BGer 6B_935/2013 vom 14.02.2014
{T 0/2}
6B_935/2013
 
Arrêt du 14 février 2014
 
Cour de droit pénal
Composition
MM. et Mme les Juges fédéraux Mathys, Président, Schneider, Jacquemoud-Rossari, Denys et Oberholzer.
Greffière: Mme Livet.
Participants à la procédure
Ministère public de l'Etat de Fribourg, case postale 1638, 1701 Fribourg,
recourant,
contre
1. X.________, représentée par Me Jean-Christophe a Marca, avocat,
2. Y.________, représenté par Me Jean-Luc Maradan, avocat,
intimés.
Objet
Appel principal, appel joint, entrée en matière,
recours contre l'arrêt de la Cour d'appel pénal du Tribunal cantonal du canton de Fribourg du 14 août 2013.
 
Faits:
A. Par ordonnance du 14 mai 2010, le Ministère public du canton de Fribourg a renvoyé Y.________ devant le Tribunal pénal d'arrondissement de la Sarine pour de nombreux chefs de prévention, répartis en une vingtaine de volets (comprenant des infractions au détriment de 520 artistes de cabaret, des infractions économiques et des infractions diverses).
Par jugement du 30 mars 2012, le Tribunal pénal a notamment acquitté Y.________, dans le volet X.________, de tentative de traite d'êtres humains, de tentative d'encouragement à la prostitution, de tentative de contrainte, d'appropriation illégitime et d'abus de confiance. Le tribunal l'a reconnu coupable d'encouragement à la prostitution (volet autres artistes), d'escroquerie par métier (volet escroquerie), de faux dans les titres et de délit contre la LAVS (volet décomptes salaires), d'infraction à la LIFD et à la LICD (volet détournement de l'impôt à la source), de délit contre la LAVS (volet détournement de cotisations sociales), de contravention à la LAVS (volet non-remise de comptabilité) et de délit contre la LEtr (volet emploi sans autorisation). Il l'a condamné à une peine privative de liberté de vingt-deux mois avec sursis durant deux ans et à 300 fr. d'amende. Le tribunal a prononcé une créance compensatrice de 30'000 francs.

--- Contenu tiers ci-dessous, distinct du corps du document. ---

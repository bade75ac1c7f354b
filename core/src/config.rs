//! Configuration for the session authentication flow.

use std::path::PathBuf;
use std::time::Duration;

/// OAuth application client id registered for the Heat client.
pub const CLIENT_ID: &str = "e093b9f4ca9d20d882f4";

/// Permission scope requested during authorization.
pub const SCOPE: &str = "read:user";

/// GitHub authorization endpoint.
pub const AUTHORIZE_URL: &str = "https://github.com/login/oauth/authorize";

/// Default base URL of the token exchange backend.
pub const DEFAULT_BACKEND_URL: &str = "http://localhost:4000";

/// Environment variable overriding the heat home directory.
const HEAT_HOME_ENV: &str = "HEAT_HOME";

/// Environment variable overriding the backend base URL.
const BACKEND_URL_ENV: &str = "HEAT_BACKEND_URL";

/// Settings for the authorization flow and session persistence.
#[derive(Debug, Clone)]
pub struct AuthConfig {
    /// OAuth client id sent in the authorization URL.
    pub client_id: String,
    /// Requested permission scope.
    pub scope: String,
    /// Provider authorization endpoint.
    pub authorize_url: String,
    /// Base URL of the token exchange backend.
    pub backend_url: String,
    /// Directory holding the persisted session file.
    pub heat_home: PathBuf,
    /// How long to wait for the authorization callback before treating
    /// the attempt as abandoned.
    pub callback_timeout: Duration,
}

impl AuthConfig {
    /// Configuration with product defaults, rooted at `heat_home`.
    pub fn new(heat_home: PathBuf) -> Self {
        Self {
            client_id: CLIENT_ID.to_string(),
            scope: SCOPE.to_string(),
            authorize_url: AUTHORIZE_URL.to_string(),
            backend_url: DEFAULT_BACKEND_URL.to_string(),
            heat_home,
            callback_timeout: Duration::from_secs(300),
        }
    }

    /// Resolves configuration from the environment.
    ///
    /// `$HEAT_HOME` overrides the home directory (default `~/.heat`);
    /// `$HEAT_BACKEND_URL` overrides the token exchange base URL.
    pub fn from_env() -> std::io::Result<Self> {
        let heat_home = match std::env::var_os(HEAT_HOME_ENV) {
            Some(dir) if !dir.is_empty() => PathBuf::from(dir),
            _ => dirs::home_dir()
                .map(|home| home.join(".heat"))
                .ok_or_else(|| std::io::Error::other("could not determine home directory"))?,
        };

        let mut config = Self::new(heat_home);
        if let Ok(url) = std::env::var(BACKEND_URL_ENV)
            && !url.is_empty()
        {
            config.backend_url = url;
        }
        Ok(config)
    }
}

B. La partie plaignante X.________ a formé appel contre ce jugement. Elle a conclu à sa réforme en ce sens que Y.________ soit reconnu coupable d'abus de confiance, subsidiairement d'appropriation illégitime, de tentative de contrainte, de tentative de traite d'êtres humains, subsidiairement de tentative d'encouragement à la prostitution. Elle a requis l'allocation d'une indemnité pour tort moral de 10'000 francs.

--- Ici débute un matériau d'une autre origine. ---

//! Loopback HTTP listener for the OAuth authorization callback.
//!
//! Binds an ephemeral port on localhost, waits for the provider redirect,
//! validates the `state` parameter, and extracts the authorization code.
//! Explicit denial (`error=access_denied`) is an outcome, not an error.

use std::io::BufRead;
use std::io::BufReader;
use std::io::Write;
use std::net::TcpListener;
use std::net::TcpStream;
use std::time::Duration;
use std::time::Instant;

use super::SessionError;

/// What came back on the authorization redirect.
#[derive(Debug, Clone, PartialEq, Eq)]
pub enum CallbackOutcome {
    /// Authorization code; state has already been validated.
    Granted {
        /// The authorization code to exchange with the backend.
        code: String,
    },
    /// The user denied the authorization request.
    Denied,
}

/// One-shot HTTP server receiving the authorization redirect.
pub struct CallbackServer {
    listener: TcpListener,
    port: u16,
}

impl CallbackServer {
    /// Binds to localhost on an ephemeral port.
    pub fn bind() -> std::io::Result<Self> {
        let listener = TcpListener::bind("127.0.0.1:0")?;
        let port = listener.local_addr()?.port();
        Ok(Self { listener, port })
    }

    /// Port the listener is bound to.
    pub fn port(&self) -> u16 {
        self.port
    }

    /// Redirect URI to register in the authorization URL.
    pub fn redirect_uri(&self) -> String {
        format!("http://127.0.0.1:{}/callback", self.port)
    }

    /// Waits for the redirect and returns the callback outcome.
    ///
    /// Blocks until a request arrives or `timeout` elapses. The caller
    /// decides how an expired wait maps onto the sign-in contract.
    ///
    /// # Errors
    ///
    /// - [`SessionError::CallbackTimeout`] if nothing connects in time
    /// - [`SessionError::Provider`] on a provider error other than
    ///   denial, or on a state mismatch
    /// - [`SessionError::InvalidResponse`] if the redirect carries no
    ///   usable parameters
    pub fn wait(
        &self,
        expected_state: &str,
        timeout: Duration,
    ) -> Result<CallbackOutcome, SessionError> {
        let mut stream = self.accept_with_timeout(timeout)?;
        stream.set_read_timeout(Some(Duration::from_secs(5)))?;

        let mut reader = BufReader::new(&stream);
        let mut request_line = String::new();
        reader.read_line(&mut request_line)?;

        let params = parse_callback_params(&request_line)?;

        if let Some(error) = params.error {
            if error == "access_denied" {
                respond(&mut stream, 200, DENIED_PAGE)?;
                return Ok(CallbackOutcome::Denied);
            }
            respond(&mut stream, 400, FAILURE_PAGE)?;
            return Err(SessionError::Provider {
                error,
                description: "authorization failed at the provider".to_string(),
            });
        }

        if params.state.as_deref() != Some(expected_state) {
            respond(&mut stream, 400, FAILURE_PAGE)?;
            return Err(SessionError::Provider {
                error: "state_mismatch".to_string(),
                description: "CSRF protection: state parameter mismatch".to_string(),
            });
        }

        let Some(code) = params.code else {
            respond(&mut stream, 400, FAILURE_PAGE)?;
            return Err(SessionError::InvalidResponse(
                "no authorization code in callback".to_string(),
            ));
        };

        respond(&mut stream, 200, SUCCESS_PAGE)?;
        Ok(CallbackOutcome::Granted { code })
    }

    /// Polls `accept` until a connection arrives or the deadline passes.
    fn accept_with_timeout(&self, timeout: Duration) -> Result<TcpStream, SessionError> {
        self.listener.set_nonblocking(true)?;

        let start = Instant::now();
        let poll_interval = Duration::from_millis(100);

        let stream = loop {
            match self.listener.accept() {
                Ok((stream, _)) => break stream,
                Err(e) if e.kind() == std::io::ErrorKind::WouldBlock => {
                    if start.elapsed() >= timeout {
                        return Err(SessionError::CallbackTimeout);
                    }
                    std::thread::sleep(poll_interval);
                }
                Err(e) => return Err(SessionError::Io(e)),
            }
        };

        stream.set_nonblocking(false)?;
        Ok(stream)
    }
}

const SUCCESS_PAGE: &str = "<!DOCTYPE html><html><head><title>Signed in</title></head>\
    <body><h1>Signed in</h1><p>You can close this window and return to the app.</p></body></html>";

const DENIED_PAGE: &str = "<!DOCTYPE html><html><head><title>Access denied</title></head>\
    <body><h1>Access denied</h1><p>You can close this window.</p></body></html>";

const FAILURE_PAGE: &str = "<!DOCTYPE html><html><head><title>Sign-in failed</title></head>\
    <body><h1>Sign-in failed</h1><p>Please return to the app and try again.</p></body></html>";

fn respond(stream: &mut TcpStream, status: u16, body: &str) -> std::io::Result<()> {
    let reason = if status == 200 { "OK" } else { "Bad Request" };
    let response = format!(
        "HTTP/1.1 {status} {reason}\r\nContent-Type: text/html\r\nContent-Length: {}\r\nConnection: close\r\n\r\n{body}",
        body.len(),
    );
    stream.write_all(response.as_bytes())?;
    stream.flush()
}

/// Query parameters extracted from the redirect request line.
struct CallbackParams {
    code: Option<String>,
    state: Option<String>,
    error: Option<String>,
}

/// Parses `code`, `state`, and `error` out of a request line such as
/// `GET /callback?code=XXX&state=YYY HTTP/1.1`.
fn parse_callback_params(request_line: &str) -> Result<CallbackParams, SessionError> {
    let path = request_line
        .split_whitespace()
        .nth(1)
        .ok_or_else(|| SessionError::InvalidResponse("missing path in callback".to_string()))?;

    let query = path.split('?').nth(1).ok_or_else(|| {
        SessionError::InvalidResponse("missing query string in callback".to_string())
    })?;

    let mut params = CallbackParams {
        code: None,
        state: None,
        error: None,
    };

    for pair in query.split('&') {
        let mut parts = pair.splitn(2, '=');
        let key = parts.next().unwrap_or("");
        let value = percent_decode(parts.next().unwrap_or(""));

        match key {
            "code" => params.code = Some(value),
            "state" => params.state = Some(value),
            "error" => params.error = Some(value),
            _ => {}
        }
    }

    if params.code.is_none() && params.state.is_none() && params.error.is_none() {
        return Err(SessionError::InvalidResponse(
            "callback carried no recognized parameters".to_string(),
        ));
    }

    Ok(params)
}

/// Minimal percent-decoding for OAuth query parameters.
///
/// Handles `%XX` sequences and `+` as space; invalid sequences pass
/// through unchanged.
fn percent_decode(s: &str) -> String {
    let mut result = String::with_capacity(s.len());
    let mut chars = s.chars().peekable();

    while let Some(c) = chars.next() {
        match c {
            '%' => {
                let hex: String = chars.by_ref().take(2).collect();
                if let Ok(byte) = u8::from_str_radix(&hex, 16) {
                    result.push(byte as char);
                } else {
                    result.push('%');
                    result.push_str(&hex);
                }
            }
            '+' => result.push(' '),
            _ => result.push(c),
        }
    }

    result
}

#[cfg(test)]
mod tests {
    use super::*;
    use pretty_assertions::assert_eq;

    #[test]
    fn bind_assigns_ephemeral_port() {
        let server = CallbackServer::bind().unwrap();
        assert!(server.port() > 0);
        assert_eq!(
            server.redirect_uri(),
            format!("http://127.0.0.1:{}/callback", server.port())
        );
    }

    #[test]
    fn parse_granted_callback() {
        let params =
            parse_callback_params("GET /callback?code=abc123&state=xyz789 HTTP/1.1").unwrap();
        assert_eq!(params.code, Some("abc123".to_string()));
        assert_eq!(params.state, Some("xyz789".to_string()));
        assert_eq!(params.error, None);
    }

    #[test]
    fn parse_denied_callback() {
        let params =
            parse_callback_params("GET /callback?error=access_denied&state=xyz HTTP/1.1").unwrap();
        assert_eq!(params.code, None);
        assert_eq!(params.error, Some("access_denied".to_string()));
    }

    #[test]
    fn parse_url_encoded_values() {
        let params =
            parse_callback_params("GET /callback?code=abc%2B123&state=xyz%3D789 HTTP/1.1").unwrap();
        assert_eq!(params.code, Some("abc+123".to_string()));
        assert_eq!(params.state, Some("xyz=789".to_string()));
    }

    #[test]
    fn parse_rejects_missing_query() {
        assert!(parse_callback_params("GET /callback HTTP/1.1").is_err());
    }

    #[test]
    fn wait_times_out_without_connection() {
        let server = CallbackServer::bind().unwrap();
        let result = server.wait("state", Duration::from_millis(150));
        assert!(matches!(result, Err(SessionError::CallbackTimeout)));
    }

    #[test]
    fn wait_accepts_granted_redirect() {
        let server = CallbackServer::bind().unwrap();
        let uri = format!(
            "127.0.0.1:{}",
            server.port()
        );

        let handle = std::thread::spawn(move || {
            // Give the listener a moment, then play the browser role.
            std::thread::sleep(Duration::from_millis(50));
            let mut stream = TcpStream::connect(uri).unwrap();
            stream
                .write_all(b"GET /callback?code=abc&state=expected HTTP/1.1\r\n\r\n")
                .unwrap();
            let mut response = String::new();
            let mut reader = BufReader::new(&stream);
            reader.read_line(&mut response).unwrap();
            response
        });

        let outcome = server.wait("expected", Duration::from_secs(2)).unwrap();
        assert_eq!(
            outcome,
            CallbackOutcome::Granted {
                code: "abc".to_string()
            }
        );
        let response = handle.join().unwrap();
        assert!(response.starts_with("HTTP/1.1 200"));
    }

    #[test]
    fn wait_rejects_state_mismatch() {
        let server = CallbackServer::bind().unwrap();
        let uri = format!("127.0.0.1:{}", server.port());

        let handle = std::thread::spawn(move || {
            std::thread::sleep(Duration::from_millis(50));
            let mut stream = TcpStream::connect(uri).unwrap();
            stream
                .write_all(b"GET /callback?code=abc&state=forged HTTP/1.1\r\n\r\n")
                .unwrap();
            let mut response = String::new();
            let mut reader = BufReader::new(&stream);
            reader.read_line(&mut response).unwrap();
            response
        });

        let result = server.wait("expected", Duration::from_secs(2));
        assert!(matches!(
            result,
            Err(SessionError::Provider { ref error, .. }) if error == "state_mismatch"
        ));
        let response = handle.join().unwrap();
        assert!(response.starts_with("HTTP/1.1 400"));
    }

    #[test]
    fn wait_reports_denial_as_outcome() {
        let server = CallbackServer::bind().unwrap();
        let uri = format!("127.0.0.1:{}", server.port());

        let handle = std::thread::spawn(move || {
            std::thread::sleep(Duration::from_millis(50));
            let mut stream = TcpStream::connect(uri).unwrap();
            stream
                .write_all(b"GET /callback?error=access_denied&state=expected HTTP/1.1\r\n\r\n")
                .unwrap();
            let mut response = String::new();
            let mut reader = BufReader::new(&stream);
            reader.read_line(&mut response).unwrap();
        });

        let outcome = server.wait("expected", Duration::from_secs(2)).unwrap();
        assert_eq!(outcome, CallbackOutcome::Denied);
        handle.join().unwrap();
    }
}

Le ministère public a déclaré former un appel joint. Dans le volet X.________, il a conclu à ce que Y.________ soit reconnu coupable de tentative de traite d'êtres humains, de tentative d'encouragement à la prostitution et d'abus de confiance. Le ministère public a également attaqué le jugement sur d'autres points  concernant en particulier les acquittements dans les volets A.________, B.________ et autres artistes. Pour l'ensemble des points querellés, il a requis une condamnation à une peine privative de liberté de trente-six mois, dont vingt-quatre avec sursis durant cinq ans, à une peine pécuniaire de 180 jours-amende à 40 fr., avec sursis durant cinq ans et à une amende de 4'000 francs. Il a sollicité que la créance compensatrice soit portée à 200'000 francs.

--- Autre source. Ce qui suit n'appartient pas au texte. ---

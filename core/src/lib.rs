//! Root of the `heat-core` library.

// Prevent accidental direct writes to stdout/stderr in library code. All
// user-visible output belongs to the consuming front end; diagnostics go
// through the tracing stack.
#![deny(clippy::print_stdout, clippy::print_stderr)]

pub mod config;
pub mod default_client;
pub mod session;

pub use config::AuthConfig;
pub use session::SessionError;
pub use session::SessionManager;
pub use session::SessionSnapshot;
pub use session::SignInOutcome;
pub use session::UserProfile;
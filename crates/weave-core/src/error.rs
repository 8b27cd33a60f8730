use crate::{
    db::storage::{StorageError, StorageOp},
    validate::ValidationError,
    value::Key,
};
use std::fmt;
use thiserror::Error as ThisError;

///
/// InternalError
///
/// Structured runtime error with a stable internal classification.
/// Not a stable API; intended for internal use and may change without notice.
///

#[derive(Debug, ThisError)]
#[error("{message}")]
pub struct InternalError {
    pub class: ErrorClass,
    pub origin: ErrorOrigin,
    pub message: String,

    /// Optional structured error detail.
    /// The variant (if present) must correspond to `origin`.
    pub detail: Option<ErrorDetail>,
}

impl InternalError {
    /// Construct an InternalError without detail.
    pub fn new(class: ErrorClass, origin: ErrorOrigin, message: impl Into<String>) -> Self {
        Self {
            class,
            origin,
            message: message.into(),
            detail: None,
        }
    }

    /// Construct the error raised when an eager-load or cascade path names a
    /// relationship the model does not declare.
    pub fn unknown_relationship(model: &str, relation: &str) -> Self {
        Self {
            class: ErrorClass::NotFound,
            origin: ErrorOrigin::Plan,
            message: format!("unknown relationship: model={model} relation={relation}"),
            detail: Some(ErrorDetail::UnknownRelationship {
                model: model.to_string(),
                relation: relation.to_string(),
            }),
        }
    }

    /// Construct the error raised when a model name is missing from the catalog.
    pub fn unknown_model(model: &str) -> Self {
        Self {
            class: ErrorClass::NotFound,
            origin: ErrorOrigin::Schema,
            message: format!("unknown model: {model}"),
            detail: Some(ErrorDetail::UnknownModel {
                model: model.to_string(),
            }),
        }
    }

    /// Construct an indexed record-set key collision.
    pub fn duplicate_key(model: &str, key: &Key) -> Self {
        Self {
            class: ErrorClass::Conflict,
            origin: ErrorOrigin::Hydrate,
            message: format!("duplicate primary key in indexed record set: model={model} key={key}"),
            detail: Some(ErrorDetail::DuplicateKey {
                model: model.to_string(),
                key: key.clone(),
            }),
        }
    }

    /// Wrap a storage collaborator failure with the failing model and operation.
    pub fn storage(model: &str, op: StorageOp, err: StorageError) -> Self {
        Self {
            class: ErrorClass::Internal,
            origin: ErrorOrigin::Storage,
            message: format!("storage {op} failed: model={model} ({err})"),
            detail: Some(ErrorDetail::Storage {
                model: model.to_string(),
                op,
                source: err,
            }),
        }
    }

    /// Wrap a record validation failure.
    pub fn validation(model: &str, err: ValidationError) -> Self {
        Self {
            class: ErrorClass::Invalid,
            origin: ErrorOrigin::Save,
            message: format!("validation failed: model={model} ({err})"),
            detail: Some(ErrorDetail::Validation(err)),
        }
    }

    /// Construct the outcome of a cooperatively cancelled operation.
    #[must_use]
    pub fn cancelled() -> Self {
        Self {
            class: ErrorClass::Cancelled,
            origin: ErrorOrigin::Interface,
            message: "operation cancelled".to_string(),
            detail: Some(ErrorDetail::Cancelled),
        }
    }

    /// Construct a schema-origin invariant violation.
    pub(crate) fn schema_invariant(message: impl Into<String>) -> Self {
        Self::new(
            ErrorClass::InvariantViolation,
            ErrorOrigin::Schema,
            message.into(),
        )
    }

    /// Construct a query-origin unsupported error.
    pub(crate) fn query_unsupported(message: impl Into<String>) -> Self {
        Self::new(ErrorClass::Unsupported, ErrorOrigin::Query, message.into())
    }

    /// Construct a hydrate-origin invariant violation.
    pub(crate) fn hydrate_invariant(message: impl Into<String>) -> Self {
        Self::new(
            ErrorClass::InvariantViolation,
            ErrorOrigin::Hydrate,
            message.into(),
        )
    }

    /// Construct a save-origin invariant violation.
    pub(crate) fn save_invariant(message: impl Into<String>) -> Self {
        Self::new(
            ErrorClass::InvariantViolation,
            ErrorOrigin::Save,
            message.into(),
        )
    }

    #[must_use]
    pub const fn is_unknown_relationship(&self) -> bool {
        matches!(self.detail, Some(ErrorDetail::UnknownRelationship { .. }))
    }

    #[must_use]
    pub const fn is_duplicate_key(&self) -> bool {
        matches!(self.detail, Some(ErrorDetail::DuplicateKey { .. }))
    }

    #[must_use]
    pub const fn is_storage(&self) -> bool {
        matches!(self.detail, Some(ErrorDetail::Storage { .. }))
    }

    #[must_use]
    pub const fn is_validation(&self) -> bool {
        matches!(self.detail, Some(ErrorDetail::Validation(_)))
    }

    #[must_use]
    pub const fn is_cancelled(&self) -> bool {
        matches!(self.detail, Some(ErrorDetail::Cancelled))
    }

    #[must_use]
    pub fn display_with_class(&self) -> String {
        format!("{}:{}: {}", self.origin, self.class, self.message)
    }
}

///
/// ErrorDetail
///
/// Structured, origin-specific error detail carried by [`InternalError`].
///

#[derive(Debug, ThisError)]
pub enum ErrorDetail {
    #[error("unknown relationship '{relation}' on model '{model}'")]
    UnknownRelationship { model: String, relation: String },

    #[error("unknown model '{model}'")]
    UnknownModel { model: String },

    #[error("duplicate key {key} in '{model}'")]
    DuplicateKey { model: String, key: Key },

    #[error("storage {op} on '{model}': {source}")]
    Storage {
        model: String,
        op: StorageOp,
        source: StorageError,
    },

    #[error("{0}")]
    Validation(ValidationError),

    #[error("cancelled")]
    Cancelled,
}

///
/// ErrorClass
/// Internal error taxonomy for runtime classification.
/// Not a stable API; may change without notice.
///

#[derive(Clone, Copy, Debug, Eq, PartialEq)]
pub enum ErrorClass {
    NotFound,
    Conflict,
    Invalid,
    Unsupported,
    InvariantViolation,
    Internal,
    Cancelled,
}

impl fmt::Display for ErrorClass {
    fn fmt(&self, f: &mut fmt::Formatter<'_>) -> fmt::Result {
        let label = match self {
            Self::NotFound => "not_found",
            Self::Conflict => "conflict",
            Self::Invalid => "invalid",
            Self::Unsupported => "unsupported",
            Self::InvariantViolation => "invariant_violation",
            Self::Internal => "internal",
            Self::Cancelled => "cancelled",
        };
        write!(f, "{label}")
    }
}

///
/// ErrorOrigin
/// Internal origin taxonomy for runtime classification.
/// Not a stable API; may change without notice.
///

#[derive(Clone, Copy, Debug, Eq, PartialEq)]
pub enum ErrorOrigin {
    Schema,
    Plan,
    Query,
    Hydrate,
    Storage,
    Save,
    Interface,
}

impl fmt::Display for ErrorOrigin {
    fn fmt(&self, f: &mut fmt::Formatter<'_>) -> fmt::Result {
        let label = match self {
            Self::Schema => "schema",
            Self::Plan => "plan",
            Self::Query => "query",
            Self::Hydrate => "hydrate",
            Self::Storage => "storage",
            Self::Save => "save",
            Self::Interface => "interface",
        };
        write!(f, "{label}")
    }
}

///
/// TESTS
///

C. Par arrêt du 14 août 2013, la Cour d'appel pénal du Tribunal cantonal du canton de Fribourg a décidé d'entrer en matière sur l'appel de X.________ et d'entrer partiellement en matière sur l'appel joint du ministère public. En bref, la cour a considéré qu'il y avait uniquement lieu d'entrer en matière sur l'appel joint en tant qu'il s'inscrivait dans le cadre du volet X.________, mais non sur les autres volets dès lors que ceux-ci n'auraient pas pu être attaqués par la partie plaignante dans son appel principal pour se rapporter à des faits étrangers à celle-ci.
D. Le Ministère public de l'Etat de Fribourg forme un recours en matière pénale au Tribunal fédéral contre cet arrêt, concluant à son annulation.
X.________ conclut à l'admission du recours et sollicite l'assistance judiciaire. Y.________ conclut au rejet du recours et sollicite l'assistance judiciaire.
E. Le Tribunal fédéral a rendu son jugement en séance publique.
 
Considérant en droit:
1. En tant que l'arrêt attaqué entre en matière sur une partie de l'appel joint et refuse l'entrée en matière sur d'autres aspects (art. 403 CPP), il constitue une décision partielle au sens de l'art. 91 LTF et le recours en matière pénale est ainsi ouvert pour ce qui concerne le refus d'entrer en matière (cf. NIKLAUS SCHMID, Schweizerische Strafprozessordnung, Praxiskommentar, 2 e éd. 2013, n° 10 ad art. 403 CPP).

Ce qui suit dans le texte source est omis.